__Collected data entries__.
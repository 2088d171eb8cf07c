//! Generic bus registry.
//!
//! Generalizes the per-subsystem device tables (`pci::scan`,
//! `usb::device::UsbDeviceManager`) behind one lookup surface: a `BusKind`
//! names which physical bus a target sits on, and a `BusDriver` answers
//! enumeration/control questions for that bus without callers needing to
//! know the concrete driver type.
//!
//! Register buses lazily — each is constructed from a live hardware scan,
//! so there's nothing to initialize eagerly at boot beyond what `pci`/`usb`
//! already do on their own.

#![allow(dead_code)]

use alloc::string::String;
use alloc::sync::Arc;
use alloc::vec::Vec;
use spin::Mutex;

use crate::util::{KError, KResult};

/// Which physical bus a `BusTarget` lives on.
#[derive(Debug, Clone, Copy, PartialEq, Eq)]
pub enum BusKind {
    Pci,
    Usb,
}

/// A single addressable target on a bus (a PCI function, a USB device).
/// `id` is bus-specific: PCI packs bus/device/function into it, USB packs
/// controller/bus/address.
#[derive(Debug, Clone, Copy)]
pub struct BusTarget {
    pub bus: BusKind,
    pub id: u32,
    pub class_name: &'static str,
    /// Finer-grained classification than `class_name`, e.g. a PCI
    /// controller's programming interface (UHCI/OHCI/EHCI/XHCI) or a USB
    /// interface's subclass/protocol. `None` when the bus has nothing finer
    /// to say than the class.
    pub subclass_name: Option<&'static str>,
    /// The driver that currently owns this target, if any. Set by a
    /// successful `device_claim` and cleared on release; `None` means the
    /// target is unclaimed and free for a class driver to probe.
    pub claim_owner: Option<&'static str>,
}

/// Operations every bus driver exposes to the registry. Any operation a
/// given bus has no concept of (e.g. `set_master` on USB) returns
/// `KError::NotSupported` rather than panicking.
pub trait BusDriver: Send + Sync {
    fn kind(&self) -> BusKind;
    fn get_targets(&self) -> Vec<BusTarget>;
    fn get_target_info(&self, id: u32) -> KResult<String>;

    fn device_enable(&self, _id: u32, _on: bool) -> KResult<()> {
        Err(KError::NotSupported)
    }

    fn set_master(&self, _id: u32, _on: bool) -> KResult<()> {
        Err(KError::NotSupported)
    }

    fn device_claim(&self, _id: u32, _owner: &'static str) -> KResult<()> {
        Err(KError::NotSupported)
    }

    /// Read a `width`-byte (1/2/4) register at `reg` on `id`. Widths other
    /// than 1/2/4 are a caller error (`KError::Invalid`), not
    /// `NotSupported` — it's the bus, not the width, that a driver may lack.
    fn read_register(&self, _id: u32, _reg: u32, _width: u8) -> KResult<u32> {
        Err(KError::NotSupported)
    }

    fn write_register(&self, _id: u32, _reg: u32, _width: u8, _value: u32) -> KResult<()> {
        Err(KError::NotSupported)
    }

    /// Byte-stream read/write for targets that expose one (e.g. a USB
    /// control/bulk endpoint); PCI functions have no such concept and
    /// inherit the default.
    fn read(&self, _id: u32, _buf: &mut [u8]) -> KResult<usize> {
        Err(KError::NotSupported)
    }

    fn write(&self, _id: u32, _buf: &[u8]) -> KResult<usize> {
        Err(KError::NotSupported)
    }
}

static REGISTRY: Mutex<Vec<Arc<dyn BusDriver>>> = Mutex::new(Vec::new());

/// Register a bus driver instance. Called once per discovered bus (one PCI
/// scan, one entry per USB host controller).
pub fn register(driver: Arc<dyn BusDriver>) {
    REGISTRY.lock().push(driver);
}

/// List every target across every registered bus.
pub fn all_targets() -> Vec<BusTarget> {
    REGISTRY
        .lock()
        .iter()
        .flat_map(|d| d.get_targets())
        .collect()
}

/// List targets on buses of a given kind.
pub fn targets_of_kind(kind: BusKind) -> Vec<BusTarget> {
    REGISTRY
        .lock()
        .iter()
        .filter(|d| d.kind() == kind)
        .flat_map(|d| d.get_targets())
        .collect()
}

/// Run `f` against the first registered driver of the given kind that
/// knows about `id`. Returns `KError::NotFound` if no such driver/id pair
/// is registered.
pub fn with_target_info(kind: BusKind, id: u32) -> KResult<String> {
    for driver in REGISTRY.lock().iter().filter(|d| d.kind() == kind) {
        match driver.get_target_info(id) {
            Ok(info) => return Ok(info),
            Err(KError::NotFound) => continue,
            Err(e) => return Err(e),
        }
    }
    Err(KError::NotFound)
}

pub fn driver_count() -> usize {
    REGISTRY.lock().len()
}

/// Claim a target on behalf of `owner`. Dispatches to whichever registered
/// driver of `kind` knows about `id`; `KError::NotFound` if none does.
pub fn device_claim(kind: BusKind, id: u32, owner: &'static str) -> KResult<()> {
    for driver in REGISTRY.lock().iter().filter(|d| d.kind() == kind) {
        if driver.get_targets().iter().any(|t| t.id == id) {
            return driver.device_claim(id, owner);
        }
    }
    Err(KError::NotFound)
}

pub fn read_register(kind: BusKind, id: u32, reg: u32, width: u8) -> KResult<u32> {
    for driver in REGISTRY.lock().iter().filter(|d| d.kind() == kind) {
        if driver.get_targets().iter().any(|t| t.id == id) {
            return driver.read_register(id, reg, width);
        }
    }
    Err(KError::NotFound)
}

pub fn write_register(kind: BusKind, id: u32, reg: u32, width: u8, value: u32) -> KResult<()> {
    for driver in REGISTRY.lock().iter().filter(|d| d.kind() == kind) {
        if driver.get_targets().iter().any(|t| t.id == id) {
            return driver.write_register(id, reg, width, value);
        }
    }
    Err(KError::NotFound)
}

#[cfg(test)]
mod tests {
    use super::*;
    use alloc::format;

    struct FakeBus;
    impl BusDriver for FakeBus {
        fn kind(&self) -> BusKind {
            BusKind::Pci
        }
        fn get_targets(&self) -> Vec<BusTarget> {
            alloc::vec![BusTarget {
                bus: BusKind::Pci,
                id: 7,
                class_name: "fake",
                subclass_name: None,
                claim_owner: None,
            }]
        }
        fn get_target_info(&self, id: u32) -> KResult<String> {
            if id == 7 {
                Ok(format!("fake target {}", id))
            } else {
                Err(KError::NotFound)
            }
        }
    }

    #[test]
    fn lookup_through_registry() {
        register(Arc::new(FakeBus));
        assert!(targets_of_kind(BusKind::Pci).iter().any(|t| t.id == 7));
        assert_eq!(with_target_info(BusKind::Pci, 7).unwrap(), "fake target 7");
        assert_eq!(with_target_info(BusKind::Pci, 99), Err(KError::NotFound));
    }
}
/// Called periodically by scheduler to update frequencies (for ondemand governor)
pub fn periodic_update(cpu_load: u8) {
    let mut state = CPUFREQ.lock();

    if state.global_governor != Governor::Ondemand {
        return;
    }

    // Copy threshold to avoid borrow issues
    let threshold = state.ondemand_up_threshold;

    for cpu in &mut state.cpus {
        let target_freq = if cpu_load > threshold {
            cpu.max_freq_khz
        } else {
            // Linear scaling between min and base based on load
            let range = cpu.base_freq_khz - cpu.min_freq_khz;
            let scaled = (range as u64 * cpu_load as u64 / 100) as u32;
            cpu.min_freq_khz + scaled
        };

        if (target_freq as i64 - cpu.cur_freq_khz as i64).abs() > 100_000 {
            let _ = set_frequency_internal(cpu, target_freq);
        }
    }
}

// MSR helpers

unsafe fn read_msr(msr: u32) -> u64 {
    let (low, high): (u32, u32);
    core::arch::asm!(
        "rdmsr",
        in("ecx") msr,
        out("eax") low,
        out("edx") high,
    );
    ((high as u64) << 32) | (low as u64)
}

unsafe fn write_msr(msr: u32, value: u64) {
    let low = value as u32;
    let high = (value >> 32) as u32;
    core::arch::asm!(
        "wrmsr",
        in("ecx") msr,
        in("eax") low,
        in("edx") high,
    );
}

// sysfs interface

/// Get scaling_available_governors for sysfs
pub fn sysfs_available_governors() -> String {
    "performance powersave ondemand userspace\n".to_string()
}

use alloc::string::ToString;

/// Get scaling_governor for sysfs
pub fn sysfs_governor() -> String {
    format!("{}\n", get_governor().as_str())
}

/// Get scaling_cur_freq for sysfs (in kHz)
pub fn sysfs_cur_freq(cpu: u8) -> String {
    match get_frequency(cpu) {
        Some(freq) => format!("{}\n", freq),
        None => String::from("0\n"),
    }
}

/// Get scaling_min_freq for sysfs
pub fn sysfs_min_freq(cpu: u8) -> String {
    let state = CPUFREQ.lock();
    match state.cpus.iter().find(|c| c.cpu == cpu) {
        Some(info) => format!("{}\n", info.min_freq_khz),
        None => String::from("0\n"),
    }
}

/// Get scaling_max_freq for sysfs
pub fn sysfs_max_freq(cpu: u8) -> String {
    let state = CPUFREQ.lock();
    match state.cpus.iter().find(|c| c.cpu == cpu) {
        Some(info) => format!("{}\n", info.max_freq_khz),
        None => String::from("0\n"),
    }
}

/// Get cpuinfo_cur_freq for sysfs (actual hardware frequency)
pub fn sysfs_cpuinfo_freq(cpu: u8) -> String {
    // Read actual frequency from MSR
    let freq = unsafe {
        let status = read_msr(msr::IA32_PERF_STATUS);
        let ratio = ((status >> 8) & 0xFF) as u32;
        ratio * 100_000 // Assuming 100MHz bus
    };
    format!("{}\n", freq)
}

/// Get available_frequencies for sysfs
pub fn sysfs_available_freqs(cpu: u8) -> String {
    let state = CPUFREQ.lock();
    match state.cpus.iter().find(|c| c.cpu == cpu) {
        Some(info) => {
            let freqs: Vec<String> = info.pstates.iter()
                .map(|p| format!("{}", p.frequency_khz))
                .collect();
            format!("{}\n", freqs.join(" "))
        }
        None => String::new(),
    }
}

__EXERCISE OBJECTIVE__. What is needed is each line from the records with the word "controller" in it.

__RESPONSE TO THE EXERCISE__.
/// controller/bus/address.
    /// controller's programming interface (UHCI/OHCI/EHCI/XHCI) or a USB
/// scan, one entry per USB host controller).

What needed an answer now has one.